--- Your instructions ---
State the number of lines in the following data that include the word "BootstrapResult", with no other text.
----
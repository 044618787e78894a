// Debug messenger - VK_EXT_debug_utils plumbing
//
// The create/destroy entry points are extension functions, so they are looked
// up through vkGetInstanceProcAddr and kept as optional function pointers.
// The callback may fire on any driver thread; it only appends to the sink.

use ash::vk;
use parking_lot::Mutex;
use std::ffi::{c_void, CStr};
use std::panic::{self, AssertUnwindSafe};
use std::sync::Arc;

use super::driver::Driver;
use super::{BootstrapError, BootstrapResult};

const CREATE_FN: &CStr = c"vkCreateDebugUtilsMessengerEXT";
const DESTROY_FN: &CStr = c"vkDestroyDebugUtilsMessengerEXT";

#[derive(Debug, Clone, Copy, PartialEq, Eq, PartialOrd, Ord)]
pub enum Severity {
    Verbose,
    Info,
    Warning,
    Error,
}

impl Severity {
    fn from_flags(flags: vk::DebugUtilsMessageSeverityFlagsEXT) -> Self {
        if flags.contains(vk::DebugUtilsMessageSeverityFlagsEXT::ERROR) {
            Severity::Error
        } else if flags.contains(vk::DebugUtilsMessageSeverityFlagsEXT::WARNING) {
            Severity::Warning
        } else if flags.contains(vk::DebugUtilsMessageSeverityFlagsEXT::INFO) {
            Severity::Info
        } else {
            Severity::Verbose
        }
    }
}

/// One message delivered by the validation layers
#[derive(Debug, Clone, PartialEq)]
pub struct DiagnosticMessage {
    pub severity: Severity,
    pub kind: vk::DebugUtilsMessageTypeFlagsEXT,
    pub text: String,
}

/// Thread-safe record of every diagnostic the driver reported
///
/// Everything recorded is also forwarded to the `log` facade.
#[derive(Debug, Default)]
pub struct DiagnosticSink {
    messages: Mutex<Vec<DiagnosticMessage>>,
}

impl DiagnosticSink {
    pub fn new() -> Self {
        Self::default()
    }

    pub fn record(&self, message: DiagnosticMessage) {
        log_message(&message);
        self.messages.lock().push(message);
    }

    /// Snapshot of everything recorded so far
    pub fn messages(&self) -> Vec<DiagnosticMessage> {
        self.messages.lock().clone()
    }

    pub fn len(&self) -> usize {
        self.messages.lock().len()
    }

    pub fn is_empty(&self) -> bool {
        self.len() == 0
    }

    pub fn count(&self, severity: Severity) -> usize {
        self.messages
            .lock()
            .iter()
            .filter(|m| m.severity == severity)
            .count()
    }
}

/// Which messages the messenger subscribes to
#[derive(Debug, Clone, Copy, PartialEq, Eq)]
pub struct MessengerConfig {
    pub severity: vk::DebugUtilsMessageSeverityFlagsEXT,
    pub types: vk::DebugUtilsMessageTypeFlagsEXT,
}

impl Default for MessengerConfig {
    fn default() -> Self {
        Self {
            severity: vk::DebugUtilsMessageSeverityFlagsEXT::VERBOSE
                | vk::DebugUtilsMessageSeverityFlagsEXT::WARNING
                | vk::DebugUtilsMessageSeverityFlagsEXT::ERROR,
            types: vk::DebugUtilsMessageTypeFlagsEXT::GENERAL
                | vk::DebugUtilsMessageTypeFlagsEXT::VALIDATION
                | vk::DebugUtilsMessageTypeFlagsEXT::PERFORMANCE,
        }
    }
}

/// Create info routed to `sink`
///
/// The sink must stay alive for as long as the driver may call back, which
/// includes instance destruction when this is chained into instance creation.
pub fn messenger_create_info(
    sink: &Arc<DiagnosticSink>,
    config: &MessengerConfig,
) -> vk::DebugUtilsMessengerCreateInfoEXT {
    vk::DebugUtilsMessengerCreateInfoEXT::builder()
        .message_severity(config.severity)
        .message_type(config.types)
        .pfn_user_callback(Some(debug_callback))
        .user_data(Arc::as_ptr(sink) as *mut c_void)
        .build()
}

/// Debug-utils entry points resolved from an instance
#[derive(Clone, Copy, Default)]
pub struct DebugMessengerBridge {
    create: Option<vk::PFN_vkCreateDebugUtilsMessengerEXT>,
    destroy: Option<vk::PFN_vkDestroyDebugUtilsMessengerEXT>,
}

impl DebugMessengerBridge {
    pub fn resolve<D: Driver>(driver: &D, instance: vk::Instance) -> Self {
        let create = driver.instance_proc_addr(instance, CREATE_FN).map(|f| unsafe {
            std::mem::transmute::<unsafe extern "system" fn(), vk::PFN_vkCreateDebugUtilsMessengerEXT>(f)
        });
        let destroy = driver.instance_proc_addr(instance, DESTROY_FN).map(|f| unsafe {
            std::mem::transmute::<unsafe extern "system" fn(), vk::PFN_vkDestroyDebugUtilsMessengerEXT>(f)
        });

        if create.is_none() || destroy.is_none() {
            log::warn!(
                "VK_EXT_debug_utils entry points missing (create: {}, destroy: {})",
                create.is_some(),
                destroy.is_some()
            );
        }
        Self { create, destroy }
    }

    pub fn is_available(&self) -> bool {
        self.create.is_some()
    }

    pub fn setup(
        &self,
        instance: vk::Instance,
        create_info: &vk::DebugUtilsMessengerCreateInfoEXT,
    ) -> BootstrapResult<vk::DebugUtilsMessengerEXT> {
        let create = self
            .create
            .ok_or(BootstrapError::ExtensionNotPresent("vkCreateDebugUtilsMessengerEXT"))?;

        let mut messenger = vk::DebugUtilsMessengerEXT::null();
        let result = unsafe { create(instance, create_info, std::ptr::null(), &mut messenger) };
        match result {
            vk::Result::SUCCESS => {
                log::info!("Debug messenger attached");
                Ok(messenger)
            }
            err => Err(BootstrapError::Initialization(format!(
                "Failed to set up debug messenger: {}",
                err
            ))),
        }
    }

    /// Never fails: a null messenger or an unresolved destroy entry point
    /// makes this a no-op
    pub fn teardown(&self, instance: vk::Instance, messenger: vk::DebugUtilsMessengerEXT) {
        if messenger == vk::DebugUtilsMessengerEXT::null() {
            return;
        }
        match self.destroy {
            Some(destroy) => unsafe { destroy(instance, messenger, std::ptr::null()) },
            None => log::debug!("vkDestroyDebugUtilsMessengerEXT not present, skipping"),
        }
    }
}

fn log_message(message: &DiagnosticMessage) {
    match message.severity {
        Severity::Error => log::error!("[Vulkan] {:?} - {}", message.kind, message.text),
        Severity::Warning => log::warn!("[Vulkan] {:?} - {}", message.kind, message.text),
        Severity::Info => log::info!("[Vulkan] {:?} - {}", message.kind, message.text),
        Severity::Verbose => log::debug!("[Vulkan] {:?} - {}", message.kind, message.text),
    }
}

/// Debug callback for validation layers
///
/// `p_user_data` is either null or points at a live `DiagnosticSink`.
/// Always returns `vk::FALSE` so the triggering call is never aborted.
pub(crate) unsafe extern "system" fn debug_callback(
    message_severity: vk::DebugUtilsMessageSeverityFlagsEXT,
    message_type: vk::DebugUtilsMessageTypeFlagsEXT,
    p_callback_data: *const vk::DebugUtilsMessengerCallbackDataEXT,
    p_user_data: *mut c_void,
) -> vk::Bool32 {
    // Nothing may unwind into the driver
    let _ = panic::catch_unwind(AssertUnwindSafe(|| {
        let text = match unsafe { p_callback_data.as_ref() } {
            Some(data) if !data.p_message.is_null() => unsafe { CStr::from_ptr(data.p_message) }
                .to_string_lossy()
                .into_owned(),
            _ => String::from("<no message>"),
        };
        let message = DiagnosticMessage {
            severity: Severity::from_flags(message_severity),
            kind: message_type,
            text,
        };

        match unsafe { (p_user_data as *const DiagnosticSink).as_ref() } {
            Some(sink) => sink.record(message),
            None => log_message(&message),
        }
    }));

    vk::FALSE
}
// Physical device selection
//
// A GPU is suitable iff it has a queue family with graphics support and a
// queue family that can present to our surface (possibly the same one).
// The first suitable GPU in enumeration order wins.

use ash::prelude::VkResult;
use ash::vk;
use std::collections::BTreeSet;

use super::driver::Driver;
use super::{BootstrapError, BootstrapResult};

/// Queue family indices found on a physical device
#[derive(Debug, Clone, Copy, Default, PartialEq, Eq)]
pub struct QueueFamilyIndices {
    pub graphics_family: Option<u32>,
    pub present_family: Option<u32>,
}

impl QueueFamilyIndices {
    pub fn is_complete(&self) -> bool {
        self.graphics_family.is_some() && self.present_family.is_some()
    }

    /// Both indices, if both were found
    pub fn complete(&self) -> Option<QueueFamilies> {
        Some(QueueFamilies {
            graphics: self.graphics_family?,
            present: self.present_family?,
        })
    }
}

/// Complete set of queue family indices
#[derive(Debug, Clone, Copy, PartialEq, Eq)]
pub struct QueueFamilies {
    pub graphics: u32,
    pub present: u32,
}

impl QueueFamilies {
    /// Distinct family indices, ascending
    pub fn unique(&self) -> BTreeSet<u32> {
        [self.graphics, self.present].into_iter().collect()
    }
}

/// Scan families in ascending index order
///
/// Records the first graphics-capable index and, independently, the first
/// index `present` says can present. Stops once both are known.
pub fn find_queue_families_with<F>(
    families: &[vk::QueueFamilyProperties],
    mut present: F,
) -> VkResult<QueueFamilyIndices>
where
    F: FnMut(u32) -> VkResult<bool>,
{
    let mut indices = QueueFamilyIndices::default();

    for (index, family) in families.iter().enumerate() {
        let index = index as u32;

        if indices.graphics_family.is_none() && family.queue_flags.contains(vk::QueueFlags::GRAPHICS) {
            indices.graphics_family = Some(index);
        }

        if indices.present_family.is_none() && present(index)? {
            indices.present_family = Some(index);
        }

        if indices.is_complete() {
            break;
        }
    }

    Ok(indices)
}

/// The GPU we picked and the families we will create queues from
#[derive(Debug, Clone, PartialEq, Eq)]
pub struct SelectedDevice {
    pub physical_device: vk::PhysicalDevice,
    pub name: String,
    pub families: QueueFamilies,
}

/// Selects a physical device that can render to one surface
pub struct PhysicalDeviceSelector<'a, D: Driver> {
    driver: &'a D,
    instance: vk::Instance,
    surface: vk::SurfaceKHR,
}

impl<'a, D: Driver> PhysicalDeviceSelector<'a, D> {
    pub fn new(driver: &'a D, instance: vk::Instance, surface: vk::SurfaceKHR) -> Self {
        Self {
            driver,
            instance,
            surface,
        }
    }

    /// Candidates in driver order
    pub fn enumerate(&self) -> BootstrapResult<Vec<vk::PhysicalDevice>> {
        self.driver.physical_devices(self.instance).map_err(|e| {
            log::error!("Failed to enumerate physical devices: {}", e);
            BootstrapError::NoSuitableDevice
        })
    }

    pub fn find_queue_families(&self, device: vk::PhysicalDevice) -> VkResult<QueueFamilyIndices> {
        let families = self.driver.queue_family_properties(self.instance, device);
        find_queue_families_with(&families, |index| {
            self.driver
                .surface_support(self.instance, device, index, self.surface)
        })
    }

    /// A failed present query makes the device unsuitable rather than fatal
    pub fn is_suitable(&self, device: vk::PhysicalDevice) -> bool {
        self.suitable_families(device).is_some()
    }

    fn suitable_families(&self, device: vk::PhysicalDevice) -> Option<QueueFamilies> {
        match self.find_queue_families(device) {
            Ok(indices) => indices.complete(),
            Err(e) => {
                log::warn!(
                    "Skipping {}: present support query failed: {}",
                    self.driver.physical_device_name(self.instance, device),
                    e
                );
                None
            }
        }
    }

    /// First suitable candidate in the order given
    pub fn pick(&self, candidates: &[vk::PhysicalDevice]) -> BootstrapResult<SelectedDevice> {
        if candidates.is_empty() {
            log::error!("No Vulkan-capable GPU found");
            return Err(BootstrapError::NoSuitableDevice);
        }

        for &device in candidates {
            let name = self.driver.physical_device_name(self.instance, device);
            match self.suitable_families(device) {
                Some(families) => {
                    log::info!(
                        "Selected GPU: {} (graphics family {}, present family {})",
                        name,
                        families.graphics,
                        families.present
                    );
                    return Ok(SelectedDevice {
                        physical_device: device,
                        name,
                        families,
                    });
                }
                None => log::debug!("GPU {} is not suitable", name),
            }
        }

        Err(BootstrapError::NoSuitableDevice)
    }

    pub fn select(&self) -> BootstrapResult<SelectedDevice> {
        let candidates = self.enumerate()?;
        self.pick(&candidates)
    }
}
----
--- Completed exercise ---
6